Analysis of mean activation energies Weighted statistical analyses are widely used in meta-analyses since it allows for the down weighting of studies with low precision and favours studies with high replication. Weighted statistical analyses of differences between groups in mean activation energies were done with a random effects model and the randomisation test provided in Metawin (Rosenberg et al., 2007). The sample size of each observation was used as weight and the average weight across groups was given to those observations were no sample size could be extracted (3 % of observations). Metawin use the inverse of the sample size (1/N) as weight.
Results
The overall mean value of 0.77 eV (± 0.08 CI95%) is significantly different from 0.65 eV (but not 0.7 eV) that was suggested by the MTE. Furthermore, 86.9 % of the total observations lie
3 outside of the predicted range (0.6-0.7 eV). Some of this variation was explained by habitat where marine studies had a mean activation energy of 0.93 eV (±0.21 CI95%) compared to
0.74 eV (±0.1 CI95%) and 0.68 eV (±0.11 CI95%) for freshwater and terrestrial studies (randomisation test, p<0,05) (fig. 1).
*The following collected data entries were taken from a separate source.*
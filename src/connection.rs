/*
 * Copyright (c) 2025 pgElephant. All rights reserved.
 *
 * FauxGate - MongoDB wire-compatible front end for DocumentDB on PostgreSQL
 *
 * @file connection.rs
 * @brief Per-connection read/dispatch/write loop and connection tracking
 */

use crate::diff::DiffSession;
use crate::dispatcher::Dispatcher;
use crate::error::{FauxGateError, Result};
use crate::wire_protocol::{self, WireMessage};
use bson::{doc, Bson, Document};
use chrono::{DateTime, Utc};
use metrics::{counter, gauge};
use parking_lot::Mutex;
use std::collections::HashMap;
use std::fmt;
use std::sync::atomic::{AtomicU64, Ordering};
use std::sync::Arc;
use tokio::io::{AsyncBufReadExt, AsyncRead, AsyncWrite, AsyncWriteExt, BufReader};
use tokio_util::sync::CancellationToken;
use tracing::{debug, info, warn};

#[derive(Debug, Clone, Copy, PartialEq, Eq)]
pub enum Transport {
    Tcp,
    Unix,
    Tls,
    /// In-process callers such as an HTTP gateway.
    Embedded,
}

impl fmt::Display for Transport {
    fn fmt(&self, f: &mut fmt::Formatter<'_>) -> fmt::Result {
        match self {
            Transport::Tcp => write!(f, "tcp"),
            Transport::Unix => write!(f, "unix"),
            Transport::Tls => write!(f, "tls"),
            Transport::Embedded => write!(f, "embedded"),
        }
    }
}

#[derive(Debug)]
pub struct ConnectionContext {
    pub id: u64,
    pub peer: String,
    pub transport: Transport,
    pub created_at: DateTime<Utc>,
    /// Cancelled when the connection closes or the drain timeout passes.
    pub cancel: CancellationToken,
    pub diff: Option<DiffSession>,
}

impl ConnectionContext {
    pub fn new(
        id: u64,
        peer: String,
        transport: Transport,
        cancel: CancellationToken,
        diff: Option<DiffSession>,
    ) -> Self {
        Self {
            id,
            peer,
            transport,
            created_at: Utc::now(),
            cancel,
            diff,
        }
    }
}

#[derive(Debug, Clone)]
pub struct ConnectionInfo {
    pub connection_id: u64,
    pub client_addr: String,
    pub transport: Transport,
    pub connected_at: DateTime<Utc>,
    pub last_activity: DateTime<Utc>,
    pub commands_executed: u64,
}

pub struct ConnectionTracker {
    connections: Mutex<HashMap<u64, ConnectionInfo>>,
    next_id: AtomicU64,
    max_connections: u32,
}

impl ConnectionTracker {
    pub fn new(max_connections: u32) -> Self {
        Self {
            connections: Mutex::new(HashMap::new()),
            next_id: AtomicU64::new(1),
            max_connections,
        }
    }

    pub fn add_connection(&self, client_addr: &str, transport: Transport) -> Result<u64> {
        let mut connections = self.connections.lock();

        if connections.len() >= self.max_connections as usize {
            return Err(FauxGateError::Internal(format!(
                "Maximum connections ({}) reached",
                self.max_connections
            )));
        }

        let connection_id = self.next_id.fetch_add(1, Ordering::Relaxed);
        let now = Utc::now();
        connections.insert(
            connection_id,
            ConnectionInfo {
                connection_id,
                client_addr: client_addr.to_string(),
                transport,
                connected_at: now,
                last_activity: now,
                commands_executed: 0,
            },
        );

        counter!("fauxgate_connections_total").increment(1);
        gauge!("fauxgate_active_connections").set(connections.len() as f64);
        Ok(connection_id)
    }

    pub fn remove_connection(&self, connection_id: u64) {
        let mut connections = self.connections.lock();
        if connections.remove(&connection_id).is_some() {
            gauge!("fauxgate_active_connections").set(connections.len() as f64);
        }
    }

    pub fn increment_commands(&self, connection_id: u64) {
        if let Some(info) = self.connections.lock().get_mut(&connection_id) {
            info.commands_executed += 1;
            info.last_activity = Utc::now();
        }
    }

    pub fn get_connection_count(&self) -> usize {
        self.connections.lock().len()
    }

    pub fn get_connection_info(&self, connection_id: u64) -> Option<ConnectionInfo> {
        self.connections.lock().get(&connection_id).cloned()
    }

    pub fn list_connections(&self) -> Vec<ConnectionInfo> {
        self.connections.lock().values().cloned().collect()
    }
}

/// Serves one client until it disconnects, sends a malformed frame, or
/// `shutdown` fires. A request already being dispatched runs to completion
/// unless the client hangs up first, which cancels it.
pub async fn serve_connection<S>(
    stream: S,
    dispatcher: Arc<Dispatcher>,
    connection: ConnectionContext,
    shutdown: CancellationToken,
) where
    S: AsyncRead + AsyncWrite + Unpin,
{
    info!(
        connection_id = connection.id,
        peer = %connection.peer,
        transport = %connection.transport,
        "client connected"
    );

    let (reader, mut writer) = tokio::io::split(stream);
    let mut reader = BufReader::new(reader);

    loop {
        let message = tokio::select! {
            biased;
            _ = shutdown.cancelled() => break,
            _ = connection.cancel.cancelled() => break,
            message = wire_protocol::read_message(&mut reader) => message,
        };

        let message = match message {
            Ok(Some(message)) => message,
            Ok(None) => break,
            Err(e) => {
                warn!(connection_id = connection.id, error = %e, "closing connection");
                break;
            }
        };

        let dispatch = respond(&dispatcher, &connection, message);
        tokio::pin!(dispatch);
        let mut watching = true;
        let mut hung_up = false;
        let result = loop {
            tokio::select! {
                result = &mut dispatch => break result,
                peeked = reader.fill_buf(), if watching => {
                    watching = false;
                    // Pipelined bytes stay buffered for the next read.
                    if !matches!(peeked, Ok(bytes) if !bytes.is_empty()) {
                        debug!(connection_id = connection.id, "client hung up mid-request");
                        hung_up = true;
                        connection.cancel.cancel();
                    }
                }
            }
        };
        if hung_up {
            break;
        }

        let frame = match result {
            Ok(Some(frame)) => frame,
            Ok(None) => continue,
            Err(e) => {
                warn!(connection_id = connection.id, error = %e, "closing connection");
                break;
            }
        };

        if let Err(e) = writer.write_all(&frame).await {
            debug!(connection_id = connection.id, error = %e, "write failed");
            break;
        }
        if let Err(e) = writer.flush().await {
            debug!(connection_id = connection.id, error = %e, "flush failed");
            break;
        }
    }

    dispatcher.close_connection(&connection);
    info!(connection_id = connection.id, "client disconnected");
}

/// Dispatches one message and encodes the reply frame. `Ok(None)` means no
/// reply is expected; `Err` means the connection must close.
async fn respond(
    dispatcher: &Dispatcher,
    connection: &ConnectionContext,
    message: WireMessage,
) -> Result<Option<Vec<u8>>> {
    match message {
        WireMessage::Msg {
            header,
            flags,
            document,
        } => {
            let more_to_come = flags & wire_protocol::MSG_FLAG_MORE_TO_COME != 0;
            let reply = outcome(dispatcher.handle(connection, header.request_id, document).await)?;
            if more_to_come {
                return Ok(None);
            }
            wire_protocol::encode_op_msg(wire_protocol::next_request_id(), header.request_id, 0, &reply)
                .map(Some)
        }
        WireMessage::Query {
            header,
            full_collection_name,
            query,
            ..
        } => {
            let reply = match full_collection_name.strip_suffix(".$cmd") {
                Some(database) if !database.is_empty() => {
                    let document = legacy_command(query, database);
                    outcome(dispatcher.handle(connection, header.request_id, document).await)?
                }
                _ => doc! {
                    "ok": 0.0,
                    "errmsg": format!(
                        "OP_QUERY is only supported for commands, not for namespace {}",
                        full_collection_name
                    ),
                    "code": 352,
                    "codeName": "UnsupportedOpQueryCommand",
                },
            };
            wire_protocol::encode_op_reply(wire_protocol::next_request_id(), header.request_id, &reply)
                .map(Some)
        }
        WireMessage::Reply { .. } => Err(FauxGateError::WireProtocol(
            "clients must not send OP_REPLY".to_string(),
        )),
    }
}

fn outcome(result: Result<Document>) -> Result<Document> {
    match result {
        Ok(reply) => Ok(reply),
        Err(e) if e.is_connection_fatal() => Err(e),
        Err(e) => Ok(e.to_document()),
    }
}

/// Unwraps `{$query: {...}}` and stamps the target database.
fn legacy_command(query: Document, database: &str) -> Document {
    let mut document = match query.get("$query") {
        Some(Bson::Document(inner)) => inner.clone(),
        _ => query,
    };
    if !document.contains_key("$db") {
        document.insert("$db", database);
    }
    document
}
The activation energies in figure 2 are normally distributed when plotted with the excluded negative observations. Furthermore, there are very few observations at -0.2 – 0.2 eV. However, the distribution is significantly right skewed when only the positive observations are allowed (D'Agostino skewness test: Skew = 2.0876, p<0.01). The general shape of the temperature response is unimodal where consumption reaches an optima and falls sharply after that (fig. 3). The overall mean temperature optimum is 22.07 oC ± 1.05 (mean ± SE) and varies with habitat. Terrestrial organisms had a mean temperature optima of 27.11 oC ± 0.86, marine 18.78 oC ± 1.4 and freshwater 20.97 oC ± 1.92.
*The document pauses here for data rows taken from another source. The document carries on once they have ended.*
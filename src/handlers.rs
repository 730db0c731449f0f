/*
 * Copyright (c) 2025 pgElephant. All rights reserved.
 *
 * FauxGate - MongoDB wire-compatible front end for DocumentDB on PostgreSQL
 *
 * @file handlers.rs
 * @brief Command handlers
 */

use crate::backend::{check_reply, Continuation, CursorPage};
use crate::commands::{CommandContext, HandlerFuture};
use crate::cursor::{take_batch, CursorId, Namespace};
use crate::error::{FauxGateError, Result};
use crate::params;
use crate::session::SessionId;
use crate::wire_protocol::{MAX_BSON_OBJECT_SIZE, MAX_MESSAGE_SIZE};
use bson::{doc, Bson, Document};
use tracing::debug;

pub const MAX_WRITE_BATCH_SIZE: i32 = 100_000;
pub const MIN_WIRE_VERSION: i32 = 0;
pub const MAX_WIRE_VERSION: i32 = 21;
pub const COMPATIBLE_VERSION: &str = "7.0.77";

/// Request fields that belong to the front end, not the store.
const GENERIC_FIELDS: &[&str] = &["$db", "lsid", "$clusterTime", "$readPreference", "apiVersion"];

/// Namespace the store reports for a missing collection.
const NAMESPACE_NOT_FOUND: i32 = 26;

fn backend_command(document: &Document) -> Document {
    let mut command = document.clone();
    for field in GENERIC_FIELDS {
        command.remove(*field);
    }
    command
}

fn cursor_reply(batch_field: &str, documents: Vec<Document>, id: CursorId, ns: &Namespace) -> Document {
    let mut cursor = Document::new();
    cursor.insert(
        batch_field,
        Bson::Array(documents.into_iter().map(Bson::Document).collect()),
    );
    cursor.insert("id", id);
    cursor.insert("ns", ns.to_string());
    doc! { "cursor": cursor, "ok": 1.0 }
}

pub fn hello<'a>(ctx: &'a CommandContext<'a>) -> HandlerFuture<'a> {
    Box::pin(async move {
        let request = ctx.request;
        let primary_field = if request.command == "hello" {
            "isWritablePrimary"
        } else {
            "ismaster"
        };

        if let Ok(client) = request.document.get_document("client") {
            debug!(
                connection_id = ctx.connection.id,
                client = %client,
                "client handshake"
            );
        }

        let mut reply = Document::new();
        reply.insert(primary_field, true);
        reply.insert("maxBsonObjectSize", MAX_BSON_OBJECT_SIZE);
        reply.insert("maxMessageSizeBytes", MAX_MESSAGE_SIZE as i32);
        reply.insert("maxWriteBatchSize", MAX_WRITE_BATCH_SIZE);
        reply.insert("localTime", bson::DateTime::now());
        reply.insert(
            "logicalSessionTimeoutMinutes",
            ctx.services.config.sessions.timeout_minutes(),
        );
        reply.insert(
            "connectionId",
            i32::try_from(ctx.connection.id).unwrap_or(i32::MAX),
        );
        reply.insert("minWireVersion", MIN_WIRE_VERSION);
        reply.insert("maxWireVersion", MAX_WIRE_VERSION);
        reply.insert("readOnly", false);
        reply.insert("ok", 1.0);
        Ok(reply)
    })
}

pub fn ping<'a>(_ctx: &'a CommandContext<'a>) -> HandlerFuture<'a> {
    Box::pin(async move { Ok(doc! { "ok": 1.0 }) })
}

pub fn build_info<'a>(_ctx: &'a CommandContext<'a>) -> HandlerFuture<'a> {
    Box::pin(async move {
        Ok(doc! {
            "version": COMPATIBLE_VERSION,
            "gitVersion": "",
            "modules": [],
            "sysInfo": "deprecated",
            "versionArray": [7, 0, 77, 0],
            "bits": 64,
            "debug": false,
            "maxBsonObjectSize": MAX_BSON_OBJECT_SIZE,
            "buildEnvironment": {},
            "fauxgate": { "version": env!("CARGO_PKG_VERSION") },
            "ok": 1.0,
        })
    })
}

pub fn find<'a>(ctx: &'a CommandContext<'a>) -> HandlerFuture<'a> {
    Box::pin(async move {
        let request = ctx.request;
        let document = &request.document;
        let name = "find";

        let collection = params::collection_name(document, name, &request.database)?;
        params::optional_document(document, name, "filter")?;
        params::optional_document(document, name, "sort")?;
        params::optional_document(document, name, "projection")?;
        params::optional_bool(document, name, "showRecordId")?;
        params::optional_bool(document, name, "tailable")?;
        params::optional_bool(document, name, "awaitData")?;
        let single_batch = params::optional_bool(document, name, "singleBatch")?.unwrap_or(false);

        for field in ["skip", "limit"] {
            if let Some(value) = params::optional_integer(document, name, field)? {
                if value < 0 {
                    return Err(FauxGateError::BadValue(format!(
                        "BSON field '{}' value must be >= 0, actual value '{}'",
                        field, value
                    )));
                }
            }
        }

        let batch_size = ctx
            .services
            .cursors
            .policy()
            .resolve(params::optional_integer(document, name, "batchSize")?)?;

        let mut command = backend_command(document);
        command.insert("batchSize", i64::from(batch_size));

        let namespace = Namespace::new(request.database.clone(), collection);
        open_cursor(ctx, namespace, &command, batch_size, single_batch).await
    })
}

pub fn aggregate<'a>(ctx: &'a CommandContext<'a>) -> HandlerFuture<'a> {
    Box::pin(async move {
        let request = ctx.request;
        let document = &request.document;
        let name = "aggregate";

        let collection = match document.get(name) {
            Some(Bson::Int32(1)) | Some(Bson::Int64(1)) => "$cmd.aggregate".to_string(),
            _ => params::collection_name(document, name, &request.database)?,
        };
        params::required_array(document, name, "pipeline")?;
        let cursor = params::optional_document(document, name, "cursor")?.ok_or_else(|| {
            FauxGateError::BadValue(
                "The 'cursor' option is required, except for aggregate with the explain argument"
                    .to_string(),
            )
        })?;
        let batch_size = ctx
            .services
            .cursors
            .policy()
            .resolve(params::optional_integer(cursor, "aggregate.cursor", "batchSize")?)?;

        let mut command = backend_command(document);
        command.insert("cursor", doc! { "batchSize": i64::from(batch_size) });

        let namespace = Namespace::new(request.database.clone(), collection);
        open_cursor(ctx, namespace, &command, batch_size, false).await
    })
}

pub fn list_collections<'a>(ctx: &'a CommandContext<'a>) -> HandlerFuture<'a> {
    Box::pin(async move {
        let request = ctx.request;
        let document = &request.document;
        let name = "listCollections";

        params::optional_document(document, name, "filter")?;
        params::optional_bool(document, name, "nameOnly")?;
        params::optional_bool(document, name, "authorizedCollections")?;
        let cursor = params::optional_document(document, name, "cursor")?;
        let requested = match cursor {
            Some(cursor) => params::optional_integer(cursor, "listCollections.cursor", "batchSize")?,
            None => None,
        };
        let batch_size = ctx.services.cursors.policy().resolve(requested)?;

        let mut command = backend_command(document);
        command.insert("cursor", doc! { "batchSize": i64::from(batch_size) });

        let namespace = Namespace::new(request.database.clone(), "$cmd.listCollections");
        open_cursor(ctx, namespace, &command, batch_size, false).await
    })
}

/// Runs a cursor-producing command and registers whatever the first batch
/// does not cover.
async fn open_cursor(
    ctx: &CommandContext<'_>,
    namespace: Namespace,
    command: &Document,
    batch_size: u32,
    single_batch: bool,
) -> Result<Document> {
    let services = ctx.services;
    let reply = ctx
        .call
        .run(services.backend.execute(&ctx.call, &namespace.database, command))
        .await;

    let page = match reply.and_then(CursorPage::from_response) {
        Ok(page) => page,
        Err(FauxGateError::Backend { code, .. }) if code == NAMESPACE_NOT_FOUND => {
            return Ok(cursor_reply("firstBatch", Vec::new(), 0, &namespace));
        }
        Err(e) => return Err(e),
    };

    if single_batch {
        let mut held = page.documents.into();
        let documents = take_batch(&mut held, batch_size);
        if page.backend_cursor_id != 0 {
            services.cursors.release(
                &namespace.database,
                Continuation {
                    backend_cursor_id: page.backend_cursor_id,
                    collection: namespace.collection.clone(),
                    state: page.continuation,
                },
            );
        }
        return Ok(cursor_reply("firstBatch", documents, 0, &namespace));
    }

    let owner = ctx.request.session;
    let (first, id) = services
        .cursors
        .open(&ctx.call, namespace.clone(), page, batch_size, owner)
        .await?;

    if id != 0 {
        if let Some(session) = owner {
            services.sessions.attach_cursor(session, id);
        }
    }

    Ok(cursor_reply("firstBatch", first, id, &namespace))
}

pub fn get_more<'a>(ctx: &'a CommandContext<'a>) -> HandlerFuture<'a> {
    Box::pin(async move {
        let request = ctx.request;
        let document = &request.document;
        let name = "getMore";

        let id = params::required_long(document, name, name)?;
        let collection = params::required_string(document, name, "collection")?;
        let batch_size = match params::optional_integer(document, name, "batchSize")? {
            Some(requested) => Some(ctx.services.cursors.policy().resolve(Some(requested))?),
            None => None,
        };

        let info = ctx
            .services
            .cursors
            .get_info(id)
            .ok_or_else(|| FauxGateError::cursor_not_found(id))?;

        let namespace = Namespace::new(request.database.clone(), collection);
        if info.namespace != namespace {
            return Err(FauxGateError::Unauthorized(format!(
                "Requested getMore on namespace '{}', but cursor belongs to a different namespace {}",
                namespace, info.namespace
            )));
        }

        if let (Some(owner), Some(session)) = (info.owner, request.session) {
            if owner != session {
                return Err(FauxGateError::Unauthorized(format!(
                    "Cursor session id ({}) is not the same as the operation context's session id ({})",
                    owner, session
                )));
            }
        }

        let batch = ctx.services.cursors.advance(&ctx.call, id, batch_size).await?;
        if batch.exhausted {
            if let Some(owner) = info.owner {
                ctx.services.sessions.detach_cursor(&owner, id);
            }
        }
        let reply_id = if batch.exhausted { 0 } else { id };
        Ok(cursor_reply("nextBatch", batch.documents, reply_id, &namespace))
    })
}

pub fn kill_cursors<'a>(ctx: &'a CommandContext<'a>) -> HandlerFuture<'a> {
    Box::pin(async move {
        let request = ctx.request;
        let document = &request.document;
        let name = "killCursors";

        let collection = params::collection_name(document, name, &request.database)?;
        let namespace = Namespace::new(request.database.clone(), collection);

        let mut requested = Vec::new();
        for (index, value) in params::required_array(document, name, "cursors")?
            .iter()
            .enumerate()
        {
            match value {
                Bson::Int64(id) => requested.push(*id),
                other => {
                    return Err(params::wrong_type(
                        name,
                        &format!("cursors.{}", index),
                        other,
                        "long",
                    ))
                }
            }
        }

        let cursors = &ctx.services.cursors;
        let mut owners = Vec::new();
        let in_namespace: Vec<CursorId> = requested
            .iter()
            .copied()
            .filter(|id| match cursors.get_info(*id) {
                Some(info) if info.namespace == namespace => {
                    if let Some(owner) = info.owner {
                        owners.push((owner, *id));
                    }
                    true
                }
                _ => false,
            })
            .collect();

        let killed = cursors.kill(&in_namespace);
        for (owner, id) in owners {
            ctx.services.sessions.detach_cursor(&owner, id);
        }
        let not_found: Vec<CursorId> = requested
            .iter()
            .copied()
            .filter(|id| !killed.contains(id))
            .collect();

        Ok(doc! {
            "cursorsKilled": killed,
            "cursorsNotFound": not_found,
            "cursorsAlive": [],
            "cursorsUnknown": [],
            "ok": 1.0,
        })
    })
}

pub fn current_op<'a>(ctx: &'a CommandContext<'a>) -> HandlerFuture<'a> {
    Box::pin(async move { forward(ctx).await })
}

pub fn passthrough<'a>(ctx: &'a CommandContext<'a>) -> HandlerFuture<'a> {
    Box::pin(async move { forward(ctx).await })
}

async fn forward(ctx: &CommandContext<'_>) -> Result<Document> {
    let request = ctx.request;
    let command = backend_command(&request.document);
    let reply = ctx
        .call
        .run(
            ctx.services
                .backend
                .execute(&ctx.call, &request.database, &command),
        )
        .await?;
    check_reply(reply)
}

fn session_ids(document: &Document, name: &str) -> Result<Vec<SessionId>> {
    let mut ids = Vec::new();
    for (index, value) in params::required_array(document, name, name)?.iter().enumerate() {
        match value {
            Bson::Document(lsid) => ids.push(SessionId::from_lsid(lsid)?),
            other => {
                return Err(params::wrong_type(
                    name,
                    &format!("{}.{}", name, index),
                    other,
                    "object",
                ))
            }
        }
    }
    Ok(ids)
}

pub fn end_sessions<'a>(ctx: &'a CommandContext<'a>) -> HandlerFuture<'a> {
    Box::pin(async move {
        for id in session_ids(&ctx.request.document, "endSessions")? {
            ctx.services.sessions.end(&id);
        }
        Ok(doc! { "ok": 1.0 })
    })
}

pub fn refresh_sessions<'a>(ctx: &'a CommandContext<'a>) -> HandlerFuture<'a> {
    Box::pin(async move {
        for id in session_ids(&ctx.request.document, "refreshSessions")? {
            ctx.services.sessions.touch(id);
        }
        Ok(doc! { "ok": 1.0 })
    })
}

pub fn kill_sessions<'a>(ctx: &'a CommandContext<'a>) -> HandlerFuture<'a> {
    Box::pin(async move {
        let ids = session_ids(&ctx.request.document, "killSessions")?;
        let killed = ctx.services.sessions.kill_sessions(&ids);
        debug!(sessions = ids.len(), cursors = killed.len(), "killed sessions");
        Ok(doc! { "ok": 1.0 })
    })
}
Figure 1. Mean activation energies (± CI95%) for the investigated categories. The dotted lines depict the interval where activation energies should lie (0.6-0.7 eV), suggested by the MTE and the UTD. Significant differences were found in the category habitat. The values within the parentheses are the sample size of each group. * Brackish is excluded (N = 1). ** Taxa included are Mite (N = 5), Bryozoa (N = 2), Asteroidea (N = 2), Ciliate (N = 2) and Tunicate (N = 2). *** Taxa included are Mite (N = 6), Mixed (N = 7) and Algae (N = 3).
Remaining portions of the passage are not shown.